Surfactant proteins (SPs) produced by pulmonary epithelial cells participate in the regulation of sepsis-induced acute lung injury. Our previous study has shown that lipopolysaccharide (LPS), a Gram-negative bacterial outer membrane component, can regulate sp-a gene expression in human lung carcinoma type II epithelial A549 cells. This study was further designed to evaluate the signal-transducing mechanisms of LPS-induced sp-a gene expression. Exposure of A549 cells to LPS induced SP-A mRNA and protein production in time-dependent manners.
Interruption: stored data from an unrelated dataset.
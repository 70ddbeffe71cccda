use huddle_sync::{DecorationSnapshot, Identity, RosterSnapshot};

/// One row of the people pane.
#[derive(Debug, Clone, PartialEq, Eq)]
pub struct MemberEntry {
    pub identity: Identity,
    pub display_name: String,
    /// Decoration marker, empty until the reconciler has resolved one.
    pub avatar: String,
    pub is_you: bool,
}

pub fn member_entries(
    roster: &RosterSnapshot,
    decorations: &DecorationSnapshot,
    local: Option<&Identity>,
) -> Vec<MemberEntry> {
    roster
        .participants
        .iter()
        .map(|participant| MemberEntry {
            identity: participant.id.clone(),
            display_name: participant.display_name.clone(),
            avatar: decorations
                .get(&participant.id)
                .map(|record| record.marker.clone())
                .unwrap_or_default(),
            is_you: local.is_some_and(|local| local == &participant.id),
        })
        .collect()
}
Application of toll-like receptor 2 (TLR2) siRNA into A549 cells decreased the levels of this receptor and simultaneously inhibited LPS-induced SP-A mRNA expression. Sequentially, LPS enhanced phosphorylation of mitogen-activated protein kinase (MEK) 4 and c-Jun NH(2) terminal kinase 1 (JNK1) in time-dependent manners. Application of TLR2 siRNA decreased LPS-enhanced phosphorylation of MEK4 and JNK1. After knocking-down the translation of MyD88 by RNA interference, the LPS-triggered MEK4 phosphorylation was attenuated. Consequently, LPS augmented the translocation of c-Jun from the cytoplasm to nuclei without affecting c-Fos. Pretreatment of A549 cells with SP600125, an inhibitor of JNK1, significantly lowered LPS-induced SP-A mRNA production. Analyses of an electrophoretic mobility shift assay and a reporter gene further showed that LPS increased the transactivation activity of AP-1 in A549 cells. Therefore, the present study demonstrates that LPS can induce sp-a gene expression in human type II epithelial A549 cells through TLR2-mediated sequential activation of MyD88-MEK4-JNK1-AP-1.